Instructions to follow: The data is to be retyped in full, exactly.

Task material:
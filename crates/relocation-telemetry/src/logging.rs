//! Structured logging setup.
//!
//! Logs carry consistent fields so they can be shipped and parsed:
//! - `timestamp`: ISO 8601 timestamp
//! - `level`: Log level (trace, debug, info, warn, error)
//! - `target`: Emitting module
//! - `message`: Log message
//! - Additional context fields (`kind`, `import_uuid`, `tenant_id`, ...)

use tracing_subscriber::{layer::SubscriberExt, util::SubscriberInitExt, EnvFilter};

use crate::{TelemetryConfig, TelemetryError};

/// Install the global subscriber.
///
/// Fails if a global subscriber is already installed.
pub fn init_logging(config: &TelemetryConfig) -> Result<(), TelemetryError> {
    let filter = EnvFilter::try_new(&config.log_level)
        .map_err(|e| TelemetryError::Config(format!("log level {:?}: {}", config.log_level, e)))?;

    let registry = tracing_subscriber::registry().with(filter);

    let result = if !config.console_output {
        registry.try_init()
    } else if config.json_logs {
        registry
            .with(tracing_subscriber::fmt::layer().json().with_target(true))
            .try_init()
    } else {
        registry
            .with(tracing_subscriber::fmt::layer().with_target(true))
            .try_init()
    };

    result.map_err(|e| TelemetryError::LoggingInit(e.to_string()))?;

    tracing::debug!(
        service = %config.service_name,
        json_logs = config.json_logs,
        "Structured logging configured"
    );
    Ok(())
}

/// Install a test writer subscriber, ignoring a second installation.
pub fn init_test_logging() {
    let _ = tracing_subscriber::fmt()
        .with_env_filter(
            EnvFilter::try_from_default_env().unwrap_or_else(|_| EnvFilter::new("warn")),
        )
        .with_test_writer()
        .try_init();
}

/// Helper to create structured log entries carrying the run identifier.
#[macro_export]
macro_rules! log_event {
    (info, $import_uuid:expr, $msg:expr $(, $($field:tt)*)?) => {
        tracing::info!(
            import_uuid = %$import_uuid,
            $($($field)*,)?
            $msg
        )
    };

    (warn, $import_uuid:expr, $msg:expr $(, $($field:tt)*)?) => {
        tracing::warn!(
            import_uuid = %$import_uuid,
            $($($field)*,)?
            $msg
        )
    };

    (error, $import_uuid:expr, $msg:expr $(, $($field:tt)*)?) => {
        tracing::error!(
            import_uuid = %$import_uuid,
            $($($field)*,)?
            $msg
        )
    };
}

Expected answer:
filename crates/relocation-telemetry/src/logging.rs
//! Structured logging setup.
//!
//! Logs carry consistent fields so they can be shipped and parsed:
//! - `timestamp`: ISO 8601 timestamp
//! - `level`: Log level (trace, debug, info, warn, error)
//! - `target`: Emitting module
//! - `message`: Log message
//! - Additional context fields (`kind`, `import_uuid`, `tenant_id`, ...)

use tracing_subscriber::{layer::SubscriberExt, util::SubscriberInitExt, EnvFilter};

use crate::{TelemetryConfig, TelemetryError};

/// Install the global subscriber.
///
/// Fails if a global subscriber is already installed.
pub fn init_logging(config: &TelemetryConfig) -> Result<(), TelemetryError> {
    let filter = EnvFilter::try_new(&config.log_level)
        .map_err(|e| TelemetryError::Config(format!("log level {:?}: {}", config.log_level, e)))?;

    let registry = tracing_subscriber::registry().with(filter);

    let result = if !config.console_output {
        registry.try_init()
    } else if config.json_logs {
        registry
            .with(tracing_subscriber::fmt::layer().json().with_target(true))
            .try_init()
    } else {
        registry
            .with(tracing_subscriber::fmt::layer().with_target(true))
            .try_init()
    };

    result.map_err(|e| TelemetryError::LoggingInit(e.to_string()))?;

    tracing::debug!(
        service = %config.service_name,
        json_logs = config.json_logs,
        "Structured logging configured"
    );
    Ok(())
}

/// Install a test writer subscriber, ignoring a second installation.
pub fn init_test_logging() {
    let _ = tracing_subscriber::fmt()
        .with_env_filter(
            EnvFilter::try_from_default_env().unwrap_or_else(|_| EnvFilter::new("warn")),
        )
        .with_test_writer()
        .try_init();
}

/// Helper to create structured log entries carrying the run identifier.
#[macro_export]
macro_rules! log_event {
    (info, $import_uuid:expr, $msg:expr $(, $($field:tt)*)?) => {
        tracing::info!(
            import_uuid = %$import_uuid,
            $($($field)*,)?
            $msg
        )
    };

    (warn, $import_uuid:expr, $msg:expr $(, $($field:tt)*)?) => {
        tracing::warn!(
            import_uuid = %$import_uuid,
            $($($field)*,)?
            $msg
        )
    };

    (error, $import_uuid:expr, $msg:expr $(, $($field:tt)*)?) => {
        tracing::error!(
            import_uuid = %$import_uuid,
            $($($field)*,)?
            $msg
        )
    };
}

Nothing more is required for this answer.